Magazine Moyen-Orient

Une victoire des talibans aussi par le droit

L’incompatibilité supposée de l’Afghanistan et de l’État a constitué une prophétie autoréalisatrice, amenant les militaires américains à renforcer des acteurs qu’ils considéraient comme locaux alors que leur pouvoir dépendait des ressources fournies par l’international, un renforcement qui s’est joué aux dépens des institutions officielles.

Une reconquête progressive, village par village

Chassés du pouvoir en 2001, les talibans se sont progressivement réimplantés dans les campagnes, village par village. Bien que le mouvement présentât un caractère transnational, il revendiquait d’incarner un État légitime obligé à l’exil par une invasion étrangère et mobilisait la population contre les troupes occidentales, décrites comme des forces d’occupation. En dépit de leurs ressources limitées et des contraintes de la clandestinité, les talibans ont installé des tribunaux dans la majeure partie du pays. Ils ont mis en place des dispositifs qui visaient à extraire les juges et leurs verdicts de la guerre et de ses conséquences à l’échelle locale. Plusieurs dynamiques entravaient ce travail de reconnaissance des juges talibans comme magistrats : les opérations militaires, la dépendance des juges vis-à-vis des combattants et la contradiction entre, d’une part, les impératifs militaires du mouvement et, d’autre part, les apparences d’objectivité que devaient maintenir les magistrats pour rester crédibles.

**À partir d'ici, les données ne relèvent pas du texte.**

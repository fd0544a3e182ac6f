use crate::server::TopologyState;
use crate::topology::HostRole;
use anyhow::Result;
use axum::{
    extract::Extension,
    http::{HeaderMap, HeaderValue, StatusCode},
    response::IntoResponse,
};
use prometheus::{IntGauge, IntGaugeVec, Opts, Registry, TextEncoder};
use std::collections::HashMap;
use tracing::error;

/// The role a host currently carries per the published buckets. Sync slaves
/// are listed under slave as well, so check them first.
fn host_role(by_role: &HashMap<HostRole, Vec<usize>>, index: usize) -> HostRole {
    for role in [HostRole::SyncSlave, HostRole::Master, HostRole::Slave] {
        if by_role
            .get(&role)
            .is_some_and(|bucket| bucket.contains(&index))
        {
            return role;
        }
    }
    HostRole::Unknown
}

/// Renders the published views as Prometheus text. Gauges are rebuilt per
/// scrape, so a host that disappears from the views disappears from the
/// labels as well instead of going stale.
fn render(state: &TopologyState) -> Result<String> {
    let registry = Registry::new();

    let alive = IntGauge::new(
        "pg_topology_alive_hosts",
        "Hosts that answered the last probe cycle",
    )?;
    let by_role = IntGaugeVec::new(
        Opts::new(
            "pg_topology_hosts",
            "Hosts per role; slave includes sync_slave",
        ),
        &["role"],
    )?;
    let host_up = IntGaugeVec::new(
        Opts::new(
            "pg_topology_host_up",
            "1 when the host answered the last probe cycle",
        ),
        &["host"],
    )?;
    let host_role_gauge = IntGaugeVec::new(
        Opts::new(
            "pg_topology_host_role",
            "1 for the host's current role, 0 otherwise",
        ),
        &["host", "role"],
    )?;

    registry.register(Box::new(alive.clone()))?;
    registry.register(Box::new(by_role.clone()))?;
    registry.register(Box::new(host_up.clone()))?;
    registry.register(Box::new(host_role_gauge.clone()))?;

    let alive_indices = state.views.alive_by_rtt();
    let roles = state.views.indices_by_role();

    alive.set(alive_indices.len() as i64);

    for role in [HostRole::Master, HostRole::SyncSlave, HostRole::Slave] {
        let count = roles.get(&role).map_or(0, Vec::len);
        by_role
            .with_label_values(&[role.as_str()])
            .set(count as i64);
    }

    for (index, host) in state.host_names.iter().enumerate() {
        let up = i64::from(alive_indices.contains(&index));
        host_up.with_label_values(&[host.as_str()]).set(up);

        let current = host_role(&roles, index);
        for role in [
            HostRole::Unknown,
            HostRole::Master,
            HostRole::SyncSlave,
            HostRole::Slave,
        ] {
            host_role_gauge
                .with_label_values(&[host.as_str(), role.as_str()])
                .set(i64::from(role == current));
        }
    }

    Ok(TextEncoder::new().encode_to_string(&registry.gather())?)
}

pub async fn metrics(Extension(state): Extension<TopologyState>) -> impl IntoResponse {
    let mut headers = HeaderMap::new();
    headers.insert(
        "content-type",
        HeaderValue::from_static("text/plain; charset=utf-8"),
    );

    match render(&state) {
        Ok(body) => (StatusCode::OK, headers, body),
        Err(error) => {
            error!(%error, "failed to render topology metrics");
            (
                StatusCode::INTERNAL_SERVER_ERROR,
                headers,
                format!("Error rendering metrics: {error}"),
            )
        }
    }
}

Pour autant, l’intégration des juges dans la bureaucratie, le recrutement d’un personnel clérical, rompu à un fonctionnement hiérarchique, et l’établissement de procédures régulières ont permis aux talibans de produire, dans les conditions de la guerre, un système juridique relativement prévisible. Le mouvement a intégré les juges dans une organisation juridictionnelle centralisée, inspirée de l’architecture institutionnelle du régime taliban de 1996-2001. Un système de rotation et de surveillance visait à assurer le respect des procédures chez les juges et leur détachement vis-à-vis des enjeux locaux liés aux conflits qu’ils tranchaient.

Le recrutement des juges dans les madrasas deobandies (2) au Pakistan et en Afghanistan a permis l’établissement d’un système judiciaire particulièrement économique, qui ne nécessitait ni formation d’un personnel spécialisé ni rédaction d’un code de lois. Ainsi, le mouvement bénéficiait de l’éducation et du travail de cadrage idéologique réalisés par les madrasas auprès de jeunes afghans issus des régions rurales et des camps de réfugiés. Après une dizaine d’années dans les écoles religieuses, loin de leur famille et de leur village, les oulémas partageaient un éventail de compétences théologico-juridiques, un habitus bureaucratique et une vision du monde qui les distinguaient de leur milieu d’origine.

L’éducation acquise dans les madrasas deobandies a sous-tendu la cohérence des verdicts, leur caractère islamique reposant essentiellement sur le recours aux ouvrages de jurisprudence hanafite qui avaient été enseignés aux juges durant leur formation. Cette socialisation a également engendré des mesures individuelles qui renforçaient l’efficacité des dispositifs institutionnels dans lequel le mouvement insérait les juges. L’idéologie deobandie, associant un rôle de régulation sociale des clercs à un déni du caractère politique de leur action, a nourri une revendication d’objectivité efficace dans le champ juridique.

Le système judiciaire taliban s’est appuyé sur la double appartenance de ses juges : comme magistrats, au champ juridique et, comme oulémas, au champ religieux. L’attribution du statut d’ouléma par des madrasas indépendantes de la branche armée a favorisé la reconnaissance sociale de la compétence juridique des juges talibans, par-delà leur nomination par le mouvement.

Alors que le problème essentiel de la reconnaissance d’un statut juridique dans un contexte de guerre découle du caractère à la fois partisan et juridique du juge (qui est aussi un militant taliban), l’emploi d’une institution extérieure de certification a permis aux talibans de contourner cette difficulté. Les juges ont socialement été reconnus comme compétents pour trancher des litiges et infliger des peines en raison de leur nomination dans un système judiciaire et du fait de l’attestation de leurs connaissances en droit islamique par une institution indépendante. Ainsi, en tant qu’oulémas, ils étaient légitimes pour décider des cas qui leur étaient soumis, et en tant que juges talibans, ils avaient les moyens de faire respecter leur verdict par la contrainte physique.

Contrairement à la plupart des mouvements armés contemporains, les talibans ne se sont pas appuyés sur les modes classiques de formalisation du système judiciaire par les lieux (bâtiments, configuration de la salle d’audience) ou les attributs (tenue spécifique, symboles, objets), qui auraient accru les risques encourus par les juges d’être repérés par les troupes occidentales. Ils ont repris des dispositifs et des rituels de la vie sociale rurale leur permettant de se fondre dans la population tout en restant accessibles à leurs usagers.